As part of our consultation project, Shannon and I decided to survey each volunteer to get their feedback on the recruitment and onboarding processes for the department.   We’ve received a great response thus far and, as I reviewed a few the other day, I found myself excited that so many had wonderful ideas and very complimentary thoughts that were going to be a joy to share with the client.
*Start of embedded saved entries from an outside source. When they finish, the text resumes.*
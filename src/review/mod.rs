pub mod client;
pub mod orchestrator;
pub mod render;

use std::path::Path;
use tracing::{debug, info, trace};

use crate::config::Config;
use crate::document;
use crate::error::ReviewError;
use crate::prompt::{self, WorkedExample};
use crate::tokens::count_tokens;
use crate::types::ReviewResult;
use client::{ChatClient, OpenAiClient};

/// Reviews resolutions by prompting a chat model with the fixed template rules
pub struct Reviewer {
    client: Box<dyn ChatClient>,
    example: WorkedExample,
}

impl Reviewer {
    pub fn new(client: Box<dyn ChatClient>, example: WorkedExample) -> Self {
        Self { client, example }
    }

    /// Build a reviewer backed by the configured OpenAI-compatible endpoint
    pub fn from_config(api_key: &str, config: &Config) -> anyhow::Result<Self> {
        let client = OpenAiClient::new(api_key, &config.llm)?;
        let example = match &config.prompt.example {
            Some(path) => {
                info!("Using worked example from {}", path.display());
                WorkedExample::load(path)?
            }
            None => WorkedExample::default(),
        };
        Ok(Self::new(Box::new(client), example))
    }

    pub fn read_document(&self, path: &Path) -> Result<String, ReviewError> {
        Ok(document::read_document(path)?)
    }

    /// Extract a resolution's text and review it
    pub async fn review_resolution(&self, path: &Path) -> Result<ReviewResult, ReviewError> {
        let text = self.read_document(path)?;
        self.review_text(&text).await
    }

    /// Review already-extracted resolution text
    pub async fn review_text(&self, resolution_text: &str) -> Result<ReviewResult, ReviewError> {
        let prompt = prompt::build(&self.example, resolution_text);

        let system_tokens = count_tokens(prompt.system);
        let user_tokens = count_tokens(&prompt.user);
        info!(
            "Prompt tokens: system={}, user={}, total={}",
            system_tokens,
            user_tokens,
            system_tokens + user_tokens
        );
        trace!("User prompt: {}", prompt.user);

        let content = self.client.complete(prompt.system, &prompt.user).await?;
        let result: ReviewResult = serde_json::from_str(&content)?;
        debug!(
            "Parsed review: {} template violations, {} formatting violations",
            result.template_violations.len(),
            result.formatting_violations.len()
        );
        Ok(result)
    }
}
Sometimes the best ideas can absolutely come from within!  It also struck me that the “not so complimentary” comments were going to be part of the same conversation.  Perhaps I should be grateful that there will be more good than bad, but I can honestly say that I am not as excited to share these statements as they may strike a sensitive cord during our next meeting.   So as I consider the best methods for possibly sharing this information with him (shall I get Shannon to do it??:), I am reminded as I read Schein’s text of the importance in preparing myself for his reaction to what I share as well.   Explicit questioning for instance is an essential tool suggesting that you should paraphrase and ensure that you have understood their statement/reaction correctly.  This could be extremely helpful if the response is somewhat defensive.  Taking a moment to restate their words and how they are being perceived can, at times, help the person understand how their words may really seem as opposed to what they intended.  It can also help me ensure that I really understand what they are trying to share.  A mention of silence causes pause, as mentioned before, this is not a strong suit for me.  I so readily want to share my own thoughts and feelings, especially if I am responding to a defensive reaction, but I forget the importance of giving them enough time to explain theirselves as they should.  So as I gather my plan I reflect on a quote from Schien, “Just as the artist must study the characteristics of what she is going to draw or paint, the helper must study the clients, the situation, and her own responses to it in order to form as clear a picture as possible of the realities.”(p 98)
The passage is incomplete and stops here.